Filter the entries for the word "info". Copy each line in which it occurs.
--- Material for this task ---
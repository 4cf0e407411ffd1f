// SPDX-License-Identifier: Apache-2.0
// Copyright Open Network Fabric Authors

//! In-memory collaborators: a synthetic receive adapter, a recording transmit path and two
//! stage handlers.

use crate::stage::{StageHandler, Verdict};
use crossbeam_utils::Backoff;
use eventdev::adapter::{AdapterError, InjectError, Injector, RxAdapter, SourceId};
use eventdev::lcore::LCoreId;
use eventdev::tx::{Transmit, TransmitError, TxPath};
use eventdev::{Event, FlowId, QueueId, SchedType, StageId};
use parking_lot::Mutex;
use std::collections::{BTreeSet, HashMap};
use std::sync::Arc;
use std::sync::atomic::{AtomicBool, AtomicU64, Ordering};
use std::thread::JoinHandle;
#[allow(unused)]
use tracing::{debug, error, info, trace, warn};

/// The payload generated by [`SyntheticRx`].
#[derive(Debug, Copy, Clone, PartialEq, Eq, Hash)]
pub struct Packet {
    pub source: SourceId,
    /// Position of the packet in its source's sequence.
    pub seq: u64,
}

/// A receive adapter generating packets on one thread per bound source.
///
/// The flow of a packet is derived from its source: source `s` spreads its packets round
/// robin over flows `s * flows_per_source ..`.
pub struct SyntheticRx {
    nb_pkts: u64,
    flows_per_source: u32,
    bound: Vec<(SourceId, Injector<Packet>)>,
    stop: Arc<AtomicBool>,
    generated: Arc<AtomicU64>,
    threads: Vec<JoinHandle<()>>,
}

impl SyntheticRx {
    pub const DEFAULT_FLOWS_PER_SOURCE: u32 = 16;

    /// A generator of `nb_pkts` packets per source; unlimited when zero.
    #[must_use]
    pub fn new(nb_pkts: u64) -> Self {
        Self {
            nb_pkts,
            flows_per_source: Self::DEFAULT_FLOWS_PER_SOURCE,
            bound: Vec::new(),
            stop: Arc::new(AtomicBool::new(false)),
            generated: Arc::new(AtomicU64::new(0)),
            threads: Vec::new(),
        }
    }

    #[must_use]
    pub fn flows_per_source(mut self, flows: u32) -> Self {
        self.flows_per_source = flows.max(1);
        self
    }

    /// Packets injected so far, across sources.
    #[must_use]
    pub fn generated(&self) -> u64 {
        self.generated.load(Ordering::Relaxed)
    }

    fn generate(
        source: SourceId,
        injector: &Injector<Packet>,
        nb_pkts: u64,
        flows: u32,
        stop: &AtomicBool,
        generated: &AtomicU64,
    ) {
        let backoff = Backoff::new();
        let base = u32::from(source.as_u16()).wrapping_mul(flows);
        let mut seq = 0;
        'generate: while nb_pkts == 0 || seq < nb_pkts {
            #[allow(clippy::cast_possible_truncation)]
            let flow = FlowId(base.wrapping_add((seq % u64::from(flows)) as u32));
            let mut packet = Packet { source, seq };
            loop {
                if stop.load(Ordering::Relaxed) {
                    break 'generate;
                }
                match injector.inject(flow, packet) {
                    Ok(()) => break,
                    Err(InjectError::Backpressure(p)) => {
                        packet = p;
                        backoff.snooze();
                    }
                    Err(InjectError::Closed(_)) => break 'generate,
                }
            }
            backoff.reset();
            generated.fetch_add(1, Ordering::Relaxed);
            seq += 1;
        }
        debug!("source {source} generated {seq} packets");
    }
}

impl RxAdapter<Packet> for SyntheticRx {
    fn bind(
        &mut self,
        queue: QueueId,
        source: SourceId,
        injector: Injector<Packet>,
    ) -> Result<(), AdapterError> {
        if !self.threads.is_empty() {
            return Err(AdapterError::AlreadyStarted);
        }
        if self.bound.iter().any(|(s, _)| *s == source) {
            return Err(AdapterError::AlreadyBound(source));
        }
        debug!("source {source} bound to queue {queue}");
        self.bound.push((source, injector));
        Ok(())
    }

    fn start(&mut self) -> Result<(), AdapterError> {
        if self.bound.is_empty() {
            return Err(AdapterError::NothingBound);
        }
        if !self.threads.is_empty() {
            return Err(AdapterError::AlreadyStarted);
        }
        self.stop.store(false, Ordering::Release);
        for (source, injector) in &self.bound {
            let source = *source;
            let injector = injector.clone();
            let (nb_pkts, flows) = (self.nb_pkts, self.flows_per_source);
            let stop = self.stop.clone();
            let generated = self.generated.clone();
            let handle = std::thread::Builder::new()
                .name(format!("rx-{source}"))
                .spawn(move || {
                    Self::generate(source, &injector, nb_pkts, flows, &stop, &generated);
                })
                .map_err(|e| AdapterError::Thread(e.to_string()))?;
            self.threads.push(handle);
        }
        info!("synthetic receive started on {} sources", self.threads.len());
        Ok(())
    }

    fn stop(&mut self) -> Result<(), AdapterError> {
        self.stop.store(true, Ordering::Release);
        let mut res = Ok(());
        for handle in self.threads.drain(..) {
            if handle.join().is_err() {
                res = Err(AdapterError::Thread("receive thread panicked".to_string()));
            }
        }
        res
    }
}

impl Drop for SyntheticRx {
    fn drop(&mut self) {
        let _ = RxAdapter::stop(self);
    }
}

#[derive(Debug, Default)]
struct TxRecord {
    mt_safe: bool,
    sent: AtomicU64,
    calls: AtomicU64,
    in_call: AtomicBool,
    concurrent_calls: AtomicU64,
    callers: Mutex<BTreeSet<String>>,
    lcores: Mutex<BTreeSet<LCoreId>>,
}

/// A transmit path that consumes events and records who called it.
#[derive(Debug, Clone)]
pub struct RecordingTx {
    record: Arc<TxRecord>,
}

impl RecordingTx {
    /// A path that declares itself safe (or not) for concurrent transmit.
    #[must_use]
    pub fn new(mt_safe: bool) -> Self {
        Self {
            record: Arc::new(TxRecord {
                mt_safe,
                ..TxRecord::default()
            }),
        }
    }

    #[must_use]
    pub fn sent(&self) -> u64 {
        self.record.sent.load(Ordering::Relaxed)
    }

    #[must_use]
    pub fn calls(&self) -> u64 {
        self.record.calls.load(Ordering::Relaxed)
    }

    /// Calls which overlapped another call in progress.
    #[must_use]
    pub fn concurrent_calls(&self) -> u64 {
        self.record.concurrent_calls.load(Ordering::Relaxed)
    }

    /// Names of the threads which called the path.
    #[must_use]
    pub fn callers(&self) -> BTreeSet<String> {
        self.record.callers.lock().clone()
    }

    /// Lcores of the threads which called the path.
    #[must_use]
    pub fn lcores(&self) -> BTreeSet<LCoreId> {
        self.record.lcores.lock().clone()
    }
}

struct RecordingHandle(Arc<TxRecord>);

impl<P> Transmit<P> for RecordingHandle {
    fn transmit(&mut self, batch: &mut Vec<Event<P>>) -> (usize, Result<(), TransmitError>) {
        let record = &self.0;
        if record.in_call.swap(true, Ordering::AcqRel) {
            record.concurrent_calls.fetch_add(1, Ordering::Relaxed);
            if !record.mt_safe {
                warn!("concurrent call to a transmit path which is not MT safe");
            }
        }
        record.calls.fetch_add(1, Ordering::Relaxed);
        let thread = std::thread::current();
        let name = thread.name().unwrap_or("unnamed");
        {
            let mut callers = record.callers.lock();
            if !callers.contains(name) {
                callers.insert(name.to_string());
            }
        }
        if let Some(lcore) = LCoreId::current() {
            record.lcores.lock().insert(lcore);
        }
        let n = batch.len();
        batch.clear();
        record.sent.fetch_add(n as u64, Ordering::Relaxed);
        record.in_call.store(false, Ordering::Release);
        (n, Ok(()))
    }
}

impl<P> TxPath<P> for RecordingTx {
    fn mt_safe(&self) -> bool {
        self.record.mt_safe
    }

    fn handle(&self) -> Box<dyn Transmit<P>> {
        Box::new(RecordingHandle(self.record.clone()))
    }
}

/// Moves every event on to its next stage.
#[derive(Debug, Default, Copy, Clone)]
pub struct Forwarder;

impl<P> StageHandler<P> for Forwarder {
    fn process(&mut self, _: StageId, _: &mut Event<P>) -> Verdict {
        Verdict::Next
    }
}

/// Flows currently marked by the [`FlowTracker`]s sharing it, with their worker.
#[derive(Debug, Default)]
pub struct FlowTable {
    owners: Mutex<HashMap<FlowId, usize>>,
    violations: AtomicU64,
    checked: AtomicU64,
}

impl FlowTable {
    #[must_use]
    pub fn new() -> Arc<Self> {
        Arc::new(Self::default())
    }

    /// Atomic events seen while another worker had their flow in hand.
    #[must_use]
    pub fn violations(&self) -> u64 {
        self.violations.load(Ordering::Relaxed)
    }

    /// Atomic events checked.
    #[must_use]
    pub fn checked(&self) -> u64 {
        self.checked.load(Ordering::Relaxed)
    }
}

/// Forwards every event, checking that no two workers process events of one atomic flow at
/// the same time.
///
/// A flow is marked when one of its atomic events is processed and unmarked when the
/// burst is flushed.
#[derive(Debug)]
pub struct FlowTracker {
    worker: usize,
    table: Arc<FlowTable>,
    marked: Vec<FlowId>,
}

impl FlowTracker {
    #[must_use]
    pub fn new(worker: usize, table: Arc<FlowTable>) -> Self {
        Self {
            worker,
            table,
            marked: Vec::new(),
        }
    }
}

impl<P> StageHandler<P> for FlowTracker {
    fn process(&mut self, _: StageId, event: &mut Event<P>) -> Verdict {
        if event.sched_type != SchedType::Atomic {
            return Verdict::Next;
        }
        self.table.checked.fetch_add(1, Ordering::Relaxed);
        let mut owners = self.table.owners.lock();
        let owner = *owners.entry(event.flow_id).or_insert(self.worker);
        if owner == self.worker {
            self.marked.push(event.flow_id);
        } else {
            self.table.violations.fetch_add(1, Ordering::Relaxed);
            warn!(
                worker = self.worker,
                "flow {} held by worker {owner} too", event.flow_id
            );
        }
        Verdict::Next
    }

    fn flush(&mut self) {
        let mut owners = self.table.owners.lock();
        for flow in self.marked.drain(..) {
            if owners.get(&flow) == Some(&self.worker) {
                owners.remove(&flow);
            }
        }
    }
}
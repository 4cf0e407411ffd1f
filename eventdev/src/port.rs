// SPDX-License-Identifier: Apache-2.0
// Copyright Open Network Fabric Authors

//! Event ports: the per-thread access point to an event device.

use crate::event::{Event, PortId};

#[derive(Debug, Copy, Clone, PartialEq, Eq, thiserror::Error)]
pub enum EnqueueErrorKind {
    /// The port's enqueue budget is exhausted; retry after the scheduler has run.
    #[error("port enqueue ring is full")]
    Full,
    /// New event refused because too many events are in flight.
    #[error("too many events in flight")]
    Backpressure,
    #[error("destination queue does not exist")]
    InvalidQueue,
    #[error("device is not running")]
    Stopped,
}

/// A refused enqueue. The event is handed back to the caller.
#[derive(Debug)]
pub struct EnqueueError<P> {
    pub kind: EnqueueErrorKind,
    pub event: Event<P>,
}

impl<P> EnqueueError<P> {
    pub(crate) fn new(kind: EnqueueErrorKind, event: Event<P>) -> Self {
        Self { kind, event }
    }
}

/// A port of an event device.
///
/// A port is used by one thread at a time. Events dequeued from a port are *held* by it
/// until forwarded or released; every held context still open is released implicitly at
/// the next dequeue.
pub trait EventPort<P>: Send {
    fn id(&self) -> PortId;

    /// Dequeue up to `max` events, appending them to `out`.
    ///
    /// Polls at most `poll_budget` times before giving up; returns the number of events
    /// dequeued.
    fn dequeue_burst(&mut self, out: &mut Vec<Event<P>>, max: usize, poll_budget: u32) -> usize;

    /// Dequeue a single event.
    fn dequeue(&mut self, poll_budget: u32) -> Option<Event<P>> {
        let mut out = Vec::with_capacity(1);
        self.dequeue_burst(&mut out, 1, poll_budget);
        out.pop()
    }

    /// Enqueue one event; its `op` tells the device whether it is new, forwarded or released.
    fn enqueue(&mut self, event: Event<P>) -> Result<(), EnqueueError<P>>;

    /// Enqueue events from the front of `events`, stopping at the first refusal.
    ///
    /// Events accepted are removed from `events`; returns how many were accepted.
    fn enqueue_burst(&mut self, events: &mut Vec<Event<P>>) -> usize {
        let mut accepted = 0;
        let mut refused = Vec::new();
        for event in events.drain(..) {
            if !refused.is_empty() {
                refused.push(event);
                continue;
            }
            match self.enqueue(event) {
                Ok(()) => accepted += 1,
                Err(e) => refused.push(e.event),
            }
        }
        *events = refused;
        accepted
    }

    /// End the scheduling context of a held event without forwarding it.
    fn release(&mut self, event: Event<P>);

    /// End every scheduling context this port holds.
    fn release_all(&mut self);
}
---
Answer to the exercise -
use tracing::{debug, error, info, trace, warn};
        info!("synthetic receive started on {} sources", self.threads.len());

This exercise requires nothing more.